Возникшая в горниле двойного послания, порожденного двумя коммуникативными системами, трехкомпонентная структура головного мозга будет бесконечно воспроизводить себя в новых и новых бинарных оппозициях, части которых человеческое сознание будет стремиться гармонизировать медитативными единицами, представляющими собой некую абсолютную ценность. Человеческий мир навсегда обречен быть осмысленным через тернарные модели и жить в них. Возьмем для примера любую оппозицию. Вот одна — государство и общество. Попытка гармонизировать эту асимметричную бинарную оппозицию, каждая часть которой наполнена столь различными и разнонаправленными устремлениями и интересами, вызвала к жизни поиск национальной идеи как некоей гармонизирующей медитативной единицы. Сомнения в истинности и эффективности этого «абсолюта» вполне оправдано и понятно. Но поиск продолжается. Порою власть находит нужную ей форму «абсолюта», часто тоже в форме триады — «Самодержавие, Православие, Народность» или «Свобода, Равенство, Братство». Живет обычно такая формула в масштабах истории, конечно, относительно недолго. Потом, как говорится, отсыхает и отваливается. Поиск продолжается. И в нем воплощен прямой материально-экзистенциальный собственный интерес власти.

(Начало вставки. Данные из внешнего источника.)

//! API error type and HTTP mapping

use axum::http::StatusCode;
use axum::response::{IntoResponse, Response};
use axum::Json;
use forecast::{ErrorCategory, ForecastError};
use serde::Serialize;
use thiserror::Error;

#[derive(Debug, Error)]
pub enum ApiError {
    /// Anything raised between the uploaded table and the forecast
    #[error(transparent)]
    Forecast(#[from] ForecastError),

    /// The multipart body is malformed or lacks a required field
    #[error("Invalid upload: {0}")]
    Upload(String),

    /// The upload exceeds the configured size cap
    #[error("Upload exceeds the limit of {limit} bytes")]
    PayloadTooLarge { limit: usize },

    /// A blocking worker panicked or was cancelled
    #[error("Internal error: {0}")]
    Internal(String),
}

#[derive(Debug, Serialize)]
pub struct ErrorResponse {
    pub error: String,
    pub kind: &'static str,
}

impl ApiError {
    pub fn status(&self) -> StatusCode {
        match self {
            ApiError::Forecast(e) => match e.category() {
                ErrorCategory::Structural | ErrorCategory::Parse | ErrorCategory::Request => {
                    StatusCode::BAD_REQUEST
                }
                ErrorCategory::Fitting => StatusCode::UNPROCESSABLE_ENTITY,
            },
            ApiError::Upload(_) => StatusCode::BAD_REQUEST,
            ApiError::PayloadTooLarge { .. } => StatusCode::PAYLOAD_TOO_LARGE,
            ApiError::Internal(_) => StatusCode::INTERNAL_SERVER_ERROR,
        }
    }

    /// Short machine-readable error class
    pub fn kind(&self) -> &'static str {
        match self {
            ApiError::Forecast(e) => match e.category() {
                ErrorCategory::Structural => "structural",
                ErrorCategory::Parse => "parse",
                ErrorCategory::Request => "request",
                ErrorCategory::Fitting => "fitting",
            },
            ApiError::Upload(_) => "upload",
            ApiError::PayloadTooLarge { .. } => "payload_too_large",
            ApiError::Internal(_) => "internal",
        }
    }
}

impl From<data::DataError> for ApiError {
    fn from(e: data::DataError) -> Self {
        ApiError::Forecast(e.into())
    }
}

impl From<tokio::task::JoinError> for ApiError {
    fn from(e: tokio::task::JoinError) -> Self {
        ApiError::Internal(e.to_string())
    }
}

impl IntoResponse for ApiError {
    fn into_response(self) -> Response {
        let status = self.status();
        if status.is_server_error() || status == StatusCode::UNPROCESSABLE_ENTITY {
            tracing::warn!(error = %self, "request failed");
        } else {
            tracing::debug!(error = %self, "request rejected");
        }

        let body = ErrorResponse {
            error: self.to_string(),
            kind: self.kind(),
        };
        (status, Json(body)).into_response()
    }
}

Будет ли единая в своем многообразии Вселенная бесконечно осмысливаться тернарным человеческим мозгом только в рамках продуцируемых им тернарных моделей? Думается, да. Так ли уж это страшно — жить, бесконечно множа асимметричные бинарные оппозиции в бесплодной попытке приблизиться к истинному воплощению в человеческих деяниях и в человеческой мысли целостности мира? Конечно, страшно. Давайте задумаемся о возможных перспективах дальнейшего житья-бытья человечества в окружении асимметричных, а значит до конца не гармонизируемых оппозиций, таких как «человечество и природа», «власть и народ», «богатство и нищета», «мы и они». Как жить со всем этим? Есть ли ответ? Можно ли найти ту медитативную единицу, тот абсолют, который гармонизирует эти оппозиции? Вся история человечества — это война оппозиций и попытки их гармонизировать. Культура предлагала разные медитативные единицы и возводила их в ранг абсолюта. Это был, да и до сих пор им является ритуал, это была судьба, единый Бог. Что бы ни говорили по их поводу разные люди, два последних достаточно устарели. Их несостоятельность со всей очевид-ностью проявляется в тех глобальных кризисах, в которых оказалось человечество. Ритуал, конечно, бессмертен. Но он только форма, способная принять самое разное содержание. Существует ли некая универсальная медитативная единица, способная соединить распадающуюся цепь времен? Да, существует. И существует столько же, сколько существует человек и его сознание. Это то, что Н.В. Гоголь назвал «единственным честным лицом» в своей комедии, а мы берем на себя смелость назвать единственной медитативной единицей с честным лицом в лукавом и двусмысленном мире человеческого сознания. Этим лицом является смех.

Как тут не вспомнить более чем двусмысленную фразу «русского мудреца» Козьмы Пруткова: «Продолжать смеяться легче, чем окончить смех».